5. The fire barrier material of claim 1 or 2, wherein:

the heat-resistant stabilizer is at least one of borax and boric acid;

the ion fixing agent is at least one of zinc oxide, aluminum oxide and starch;

the storage stabilizer is at least one of sodium polyphosphate and potassium polyphosphate;

the defoaming agent is a polyether modified organic silicon defoaming agent;

the plasticizer is at least one of dipropylene glycol butyl ether and dipropylene glycol methyl ether;

the cross-linking agent is at least one of sodium fluosilicate, potassium fluosilicate, aluminum fluoride, ammonium carbonate, potassium carbonate, ammonium bicarbonate and potassium bicarbonate.

6. A preparation method of a fireproof layer material is characterized by comprising the following steps:

7. The method for preparing a fire barrier material of claim 6, further comprising: after the antifoaming agent is added into the first solution, stirring is carried out for at least 30 minutes at the rotating speed of 5000-6000 r/min.

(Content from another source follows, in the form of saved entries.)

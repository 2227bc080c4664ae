use panelctl_common::params::SaveUserParams;

/// The input values a CRUD operation reads before dispatch. Values are taken
/// verbatim; the backend owns validation, so blanks and malformed
/// identifiers go out as-is.
#[derive(Debug, Clone, Default)]
pub struct UserForm {
    /// Target identifier for read-one, update, and delete. Only ever
    /// embedded in the resource path, never in a request body.
    pub id: String,

    pub user_first_name: String,

    pub user_last_name: String,

    pub user_email: String,
}

impl UserForm {
    /// Snapshot the body fields for a create or update request. The
    /// snapshot is taken synchronously at dispatch time, so later edits to
    /// the form cannot leak into an in-flight request. The id field is
    /// excluded no matter what it holds.
    pub fn save_params(&self) -> SaveUserParams {
        SaveUserParams {
            user_first_name: self.user_first_name.clone(),
            user_last_name: self.user_last_name.clone(),
            user_email: self.user_email.clone(),
        }
    }
}
//! Response bodies for the admin-panel user API.

mod user;
pub use user::*;
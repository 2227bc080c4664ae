//! Wire types shared between panelctl and the admin-panel user API.

pub mod params;
pub mod views;
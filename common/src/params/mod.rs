//! Request bodies for the admin-panel user API.

mod user;
pub use user::*;
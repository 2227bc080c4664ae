use std::path::Path;

use serde::Deserialize;

/// Settings for talking to the admin-panel API.
#[derive(Debug, Clone, Deserialize)]
pub struct CliConfig {
    /// Base URL of the API, e.g. `http://localhost:8080`.
    pub api_url: String,
}

impl CliConfig {
    /// Resolve the effective configuration. An explicit `--api-url` flag (or
    /// the PANELCTL_API_URL environment variable) wins; the config file is
    /// only consulted when the flag is absent.
    pub fn load(path: &Path, api_url_override: Option<String>) -> anyhow::Result<Self> {
        if let Some(api_url) = api_url_override {
            return Ok(Self { api_url });
        }
        Self::from_file(path)
    }

    pub fn from_file(path: &Path) -> anyhow::Result<Self> {
        let config_str = std::fs::read_to_string(path)
            .map_err(|e| anyhow::anyhow!("Failed to read config file {}: {}", path.display(), e))?;
        let config = toml::from_str(&config_str).map_err(|e| {
            anyhow::anyhow!("Failed to parse config file {}: {}", path.display(), e)
        })?;
        Ok(config)
    }
}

8. The method for producing a fire barrier material according to claim 6,

9. A fire resistant glass, wherein the fire resistant glass is formed by laminating at least two glass sheets, an interlayer is arranged between the two adjacent glass sheets, at least one interlayer is a fire resistant layer, and the fire resistant layer is made of the fire resistant layer material according to any one of claims 1 to 8.

10. Fire-resistant glass according to claim 9, characterised in that the thickness of the fire-resistant layer is 0.5-1.5 mm.